E se o disparo de diabetes infantil não significar que há um monte de crianças brasileiras vivendo igual à garota que foi estuprada, e elas apenas tiveram a sorte de não encontrar um abusador que a engravidasse. Sorte, porque não têm pais que velem por si.

Soluções estatistas

Historicamente, a proibição do aborto esteve mais para interdição moral do que para assunto penal. Faz sentido que seja assim, dado que o Estado está presente na história ocidental durante a Antiguidade e a modernidade, e que até o começo da Modernidade não se levava muito a sério nem a vida de criança, quanto mais de feto. Os romanos tinham a prática de largar na rua os bebês que não podiam criar; a Igreja, mesmo sem poder secular, agiu contra o problema criando a Roda, em que as mães botavam os filhos de um lado e giravam-na para dentro do convento.

O que terá feito surgirem as leis contra o aborto? Não sei; foi coisa do século XX. Mas se em 2020 sentimos falta, pela primeira vez, de um prazo para a interrupção da gravidez, ou de uma proibição expressa do assassinato intrauterino de fetos formados, é porque houve uma degeneração moral. É factível que tenha havido essa degeneração moral no século XX.

O problema levou o poder público a pensar em soluções. A sociedade se perguntou: “Que tipo de mulher aborta?” tendo em mente aquelas que botam embrião pra fora, não feto formado. A resposta mais fácil mistura economia e misandria: homens maus largam as mulheres ao saberem da gravidez, que, por isso, abortam. A solução então foi pôr o braço do Estado para forçar os homens a fazerem exames de DNA e a pagarem pensões supostamente alimentícias. No Estatuto do Nascituro redigido por dois deputados em 2007 (Luiz Bassuma, do PT baiano, e Miguel Martini, do PHS mineiro), previa-se as mulheres estupradas fossem obrigadas a gestar o filho do estuprador e que recebessem uma pensão do Estado, caso o estuprador não fosse identificado.

Se essa política relativa ao estupro passar, quantas mulheres inescrupulosas não vão fazer filho com o propósito de receber dinheiro estatal?
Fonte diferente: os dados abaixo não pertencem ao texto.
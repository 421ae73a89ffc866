use serde::{Deserialize, Serialize};
use sqlx::FromRow;

#[derive(Debug, FromRow, Serialize, Deserialize)]
pub struct User {
    pub id: i64,
    pub email: String,
    #[serde(skip_serializing)]
    pub password_hash: String,
    pub role_id: Option<i64>,
}

#[derive(Debug, Serialize, Deserialize)]
pub struct NewUser {
    pub email: String,
    pub password: String,
    pub role_id: Option<i64>,
}

#[derive(Debug, Serialize, Deserialize)]
pub struct Credentials {
    pub email: String,
    pub password: String,
}

impl User {
    /// El rol viaja en el token como texto, igual que lo espera el frontend
    pub fn role(&self) -> Option<String> {
        self.role_id.map(|role_id| role_id.to_string())
    }

    pub async fn read_by_email(
        pool: &sqlx::SqlitePool,
        email: &str,
    ) -> sqlx::Result<Option<Self>> {
        sqlx::query_as::<_, Self>("SELECT * FROM users WHERE email = ?")
            .bind(email)
            .fetch_optional(pool)
            .await
    }

    pub async fn exists_by_email(pool: &sqlx::SqlitePool, email: &str) -> sqlx::Result<bool> {
        let count: i64 = sqlx::query_scalar("SELECT COUNT(1) FROM users WHERE email = ?")
            .bind(email)
            .fetch_one(pool)
            .await?;
        Ok(count > 0)
    }

    pub async fn create(
        pool: &sqlx::SqlitePool,
        email: &str,
        password_hash: &str,
        role_id: Option<i64>,
    ) -> sqlx::Result<Self> {
        let sql = "INSERT INTO users (email, password_hash, role_id) VALUES (?, ?, ?) RETURNING *";
        sqlx::query_as::<_, Self>(sql)
            .bind(email)
            .bind(password_hash)
            .bind(role_id)
            .fetch_one(pool)
            .await
    }
}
E por que não irão usar o dinheiro para comprar drogas, e de repente até aumentar a renda prostituindo a criança? E no quadro anterior à coerção dos homens para reconhecer a paternidade e dar dinheiro às mães, uma psicopata lésbica engravidaria por pensão? Foi o que fez a mãe do menino Rhuan, que capou o menino e matou, quando a pensão parou de cair na conta. A militância pró-vida deveria pensar nas consequências não intencionais de suas políticas públicas, pois elas engendram mães que engravidam pensando em dinheiro, sem ter nenhum amor pelos seus filhos.

Penso que os pró-vida deveriam olhar para crítica do Bem-Estar social feita por Sowell, que enxerga nele um fator de desagregação familiar, e que deveriam olhar para o natalismo de Ceaucescu, que terminou por lançar em creches estatais crianças nascidas sadias que, porém, eram retardadas por crescerem olhando pra parede, sem ninguém que lhes desse amor.
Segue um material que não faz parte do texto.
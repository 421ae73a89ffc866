use axum::{http::StatusCode, response::IntoResponse, routing, Router};
use std::sync::Arc;

use crate::models::AppState;

pub fn router() -> Router<Arc<AppState>> {
    Router::new().route("/", routing::get(check_health))
}

async fn check_health() -> impl IntoResponse {
    (StatusCode::OK, "🚀 Up and running")
}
Por fim, se os pró-vida resolvessem tudo no âmbito legislativo, que tipo de Estado seria esse capaz de vigiar as barrigas das mulheres? Seria um Estado desejável?
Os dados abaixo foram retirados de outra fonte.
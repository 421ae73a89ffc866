use axum::Router;
use sqlx::sqlite::SqlitePool;
use std::net::SocketAddr;
use tower_http::{cors::CorsLayer, trace::TraceLayer};
use tracing::info;
use tracing_subscriber::{layer::SubscriberExt, util::SubscriberInitExt, EnvFilter};

use crate::models::AppState;
use std::{env::var, str::FromStr, sync::Arc};

mod api;
mod models;
mod system;

const DEFAULT_ISSUER: &str = "employees-api";

#[tokio::main]
async fn main() -> Result<(), Box<dyn std::error::Error>> {
    // Inicializar el trazado de logs (útil para depurar)
    let log_level = var("RUST_LOG").unwrap_or("info".to_string());
    tracing_subscriber::registry()
        .with(EnvFilter::from_str(&log_level).unwrap())
        .with(tracing_subscriber::fmt::layer())
        .init();
    info!("Log level: {log_level}");

    // Configurar base de datos SQLite
    let db_url = var("DATABASE_URL").unwrap_or_else(|_| "sqlite::memory:".to_string());
    let secret = var("SECRET").expect("SECRET environment variable must be set");
    let issuer = var("JWT_ISSUER").unwrap_or_else(|_| DEFAULT_ISSUER.to_string());
    info!("DB url: {}", db_url);
    let port: u16 = var("PORT")
        .unwrap_or("3000".to_string())
        .parse()
        .unwrap_or(3000);
    info!("Port: {}", port);

    let pool = SqlitePool::connect(&db_url).await?;

    // Inicializar DB si es primera vez
    if let Err(e) = system::init_db(&pool).await {
        eprintln!("Error inicializando base de datos: {}", e);
    }

    // CORS para permitir al frontend comunicarse con la API
    let cors = CorsLayer::permissive(); // En producción deberías restringirlo

    let routes = Router::new()
        .nest("/health", api::health_router())
        .nest("/users", api::user_router())
        .nest("/employees", api::employee_router())
        .with_state(Arc::new(AppState {
            pool,
            secret,
            issuer,
        }));

    let app = Router::new()
        .nest("/api/v1", routes)
        .layer(TraceLayer::new_for_http())
        .layer(cors);

    let addr = SocketAddr::from(([0, 0, 0, 0], port));
    println!("🚀 Employees API arrancando en http://{}", addr);

    let listener = tokio::net::TcpListener::bind(addr).await?;
    axum::serve(listener, app).await?;

    Ok(())
}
Penso que a primeira iniciativa de todos os que se interessam pelas crianças seria coletar dados sobre a saúde delas, porque dificilmente podemos esperar que crianças nas mãos de drogadas sejam saudáveis. Montando-se uma base de dados de crianças sadias e crianças doentes, seria bom buscar fatores que expliquem a saúde e a doença de cada grupo, para estudar os efeitos da ação do Estado e pensar em que tipo de coisa boa ele pode fomentar. Outra coisa importante seria difundir informação sobre alimentação, já que a agenda verde e new age espalham desinformação.